Volta ran to the side of the guard who was lying outside the open door of the cell, sobbing and burying his hands in his hot eyes.
 
‘What's happened?’ asked Volta, ‘Has he escaped?’
 
‘Captain…’ moaned the dazed guard, ‘they all have. The tall one...he has the power of the Master...he worked the evil magic of the yes on me.’
 
Jo stared at their new companion: a tragic figure, lean and bent in stature, with beady green eyes, a long nose, slightly protruding teeth, and a haggard face descending to a little black tuft of bristles on his pointed chin. This was their cell-mate, hard to imagine just how this strange little man could inspire such horror and romance in the twentieth-century, some 500 years later. He was standing rather timidly at the Doctor's side. They had evaded the guards and were now in the Master's chambers.
 
Vlad had told the time-travellers all about how the Master had arrived a few years earlier, an angel from hell, and had taken the soldiers and villagers into his power with all kinds of magic. Now, the Doctor stood musing over some pieces of scientific equipment.
 
‘I had most of these as a child,’ he commented, ‘these are just scraps - the instruments of the Master's 'magic', no doubt!

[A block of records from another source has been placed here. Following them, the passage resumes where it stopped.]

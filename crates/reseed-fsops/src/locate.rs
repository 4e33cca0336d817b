//! Filesystem lookup through the system `locate` index.
//!
//! Lookups run `locate -b --regex '^<name>$'`, so they match basenames
//! exactly against the prebuilt database rather than walking the disk. The
//! index must have been refreshed after the data was written.

use async_trait::async_trait;
use reseed_core::{FileLocator, LocationCandidate};
use tracing::{info, warn};

use crate::command::HelperCommand;
use crate::error::FsOpsResult;

/// Program run when no override is configured.
pub const DEFAULT_LOCATE_PROGRAM: &str = "locate";

/// `locate` exit code meaning "nothing matched".
const NO_MATCH_STATUS: i32 = 1;

/// Stderr fragments printed when the index database cannot be read at all.
/// `locate` exits with [`NO_MATCH_STATUS`] in that case too.
const UNREADABLE_DATABASE_MARKERS: &[&str] = &[
    "can not stat",
    "cannot stat",
    "could not open",
    "no such file or directory",
    "permission denied",
];

/// Characters preceded by a backslash in a search pattern.
const ESCAPED_CHARS: &[char] = &[
    '(', ')', '[', ']', '{', '}', '?', '*', '+', '-', '|', '^', '$', '\\', '.', '&', '~', '#',
    ' ', '\t', '\n', '\r', '\x0b', '\x0c',
];

/// Escape `name` so the index's regex engine matches it literally.
///
/// The single quote is left bare: GNU regex reads `\'` as an end-of-buffer
/// anchor.
#[must_use]
pub fn escape_pattern(name: &str) -> String {
    let mut escaped = String::with_capacity(name.len() * 2);
    for ch in name.chars() {
        if ESCAPED_CHARS.contains(&ch) {
            escaped.push('\\');
        }
        escaped.push(ch);
    }
    escaped
}

/// Anchored pattern matching exactly the basename `name`.
#[must_use]
pub fn basename_pattern(name: &str) -> String {
    format!("^{}$", escape_pattern(name))
}

/// Locator backed by the `locate` database.
#[derive(Debug, Clone)]
pub struct LocateIndex {
    helper: HelperCommand,
}

impl Default for LocateIndex {
    fn default() -> Self {
        Self::new(HelperCommand::new(DEFAULT_LOCATE_PROGRAM))
    }
}

impl LocateIndex {
    /// Locator over a specific helper command.
    #[must_use]
    pub const fn new(helper: HelperCommand) -> Self {
        Self { helper }
    }

    /// Paths whose basename is exactly `file_name`, in index order.
    ///
    /// # Errors
    ///
    /// Returns an [`crate::FsOpsError`] when the index program fails for a
    /// reason other than finding no match.
    pub async fn find(&self, file_name: &str) -> FsOpsResult<Vec<String>> {
        let program = self.helper.program();
        let pattern = basename_pattern(file_name);
        info!(program = %program.display(), %pattern, "querying locate index");
        let output = self
            .helper
            .output(["-b", "--regex", pattern.as_str()])
            .await?;

        let stderr = output.stderr_text();
        let no_match = output.status.code() == Some(NO_MATCH_STATUS)
            && output.stdout.iter().all(u8::is_ascii_whitespace)
            && !reports_unreadable_database(&stderr);
        if !output.status.success() && !no_match {
            return Err(output.failure(program));
        }
        if !stderr.is_empty() {
            warn!(program = %program.display(), %stderr, "locate reported warnings");
        }
        if no_match {
            return Ok(Vec::new());
        }

        let stdout = output.stdout_text(program)?;
        Ok(stdout
            .lines()
            .filter(|line| !line.trim().is_empty())
            .map(str::to_string)
            .collect())
    }
}

fn reports_unreadable_database(stderr: &str) -> bool {
    let stderr = stderr.to_ascii_lowercase();
    UNREADABLE_DATABASE_MARKERS
        .iter()
        .any(|marker| stderr.contains(marker))
}

#[async_trait]
impl FileLocator for LocateIndex {
    async fn locate(&self, file_name: &str) -> anyhow::Result<Vec<LocationCandidate>> {
        let paths = self.find(file_name).await?;
        Ok(paths.into_iter().map(LocationCandidate::new).collect())
    }
}

#[cfg(test)]
mod tests {
    use super::*;

    #[test]
    fn plain_names_pass_through() {
        assert_eq!(escape_pattern("Movie_2001"), "Movie_2001");
    }

    #[test]
    fn metacharacters_are_escaped() {
        assert_eq!(
            escape_pattern("a.b (1) [x]+{y}?*|^$\\"),
            "a\\.b\\ \\(1\\)\\ \\[x\\]\\+\\{y\\}\\?\\*\\|\\^\\$\\\\"
        );
        assert_eq!(escape_pattern("a-b&c~d#e"), "a\\-b\\&c\\~d\\#e");
    }

    #[test]
    fn single_quote_is_not_escaped() {
        assert_eq!(
            escape_pattern("Don't Stop.mp3"),
            "Don't\\ Stop\\.mp3"
        );
    }

    #[test]
    fn pattern_is_anchored() {
        assert_eq!(basename_pattern("a.txt"), "^a\\.txt$");
    }

    #[test]
    fn stale_database_warning_is_not_unreadable() {
        assert!(!reports_unreadable_database(
            "locate: warning: database `/var/cache/locate/locatedb' is more than 8 days old (actual age is 12.3 days)"
        ));
        assert!(!reports_unreadable_database(""));
    }

    #[test]
    fn missing_database_is_unreadable() {
        assert!(reports_unreadable_database(
            "locate: can not stat () `/var/lib/mlocate/mlocate.db': No such file or directory"
        ));
        assert!(reports_unreadable_database(
            "plocate: could not open database /var/lib/plocate/plocate.db: No such file or directory"
        ));
    }

    #[test]
    fn non_ascii_is_literal() {
        assert_eq!(escape_pattern("Amélie.mkv"), "Amélie\\.mkv");
    }
}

No...whatever that jackanapes is up to, he'll have the really important stuff in the TARDIS.’
 
‘Couldn't you break in?’ asked Jo, ‘I mean, I've seen you do it before.’
 
‘No problem,’ said the Doctor in reply, ‘but, with a fully functioning chameleon-circuit, I'm afraid the Master's TARDIS shall prove pretty difficult to find in this castle, Jo.’
 
Disappointed that her suggestion had not been of much help, Jo wondered over to another table and pondered over some diagrams that were lying there, as the Doctor stood brooding.
 
‘Doctor...?’ she called, ‘Come and look at these, I think they're star-maps.’
 
The Doctor, lifting a candle-holder, crossed the room to join her. As the thunder began to blast outside, Dracula, now left alone in the dark, followed hurriedly.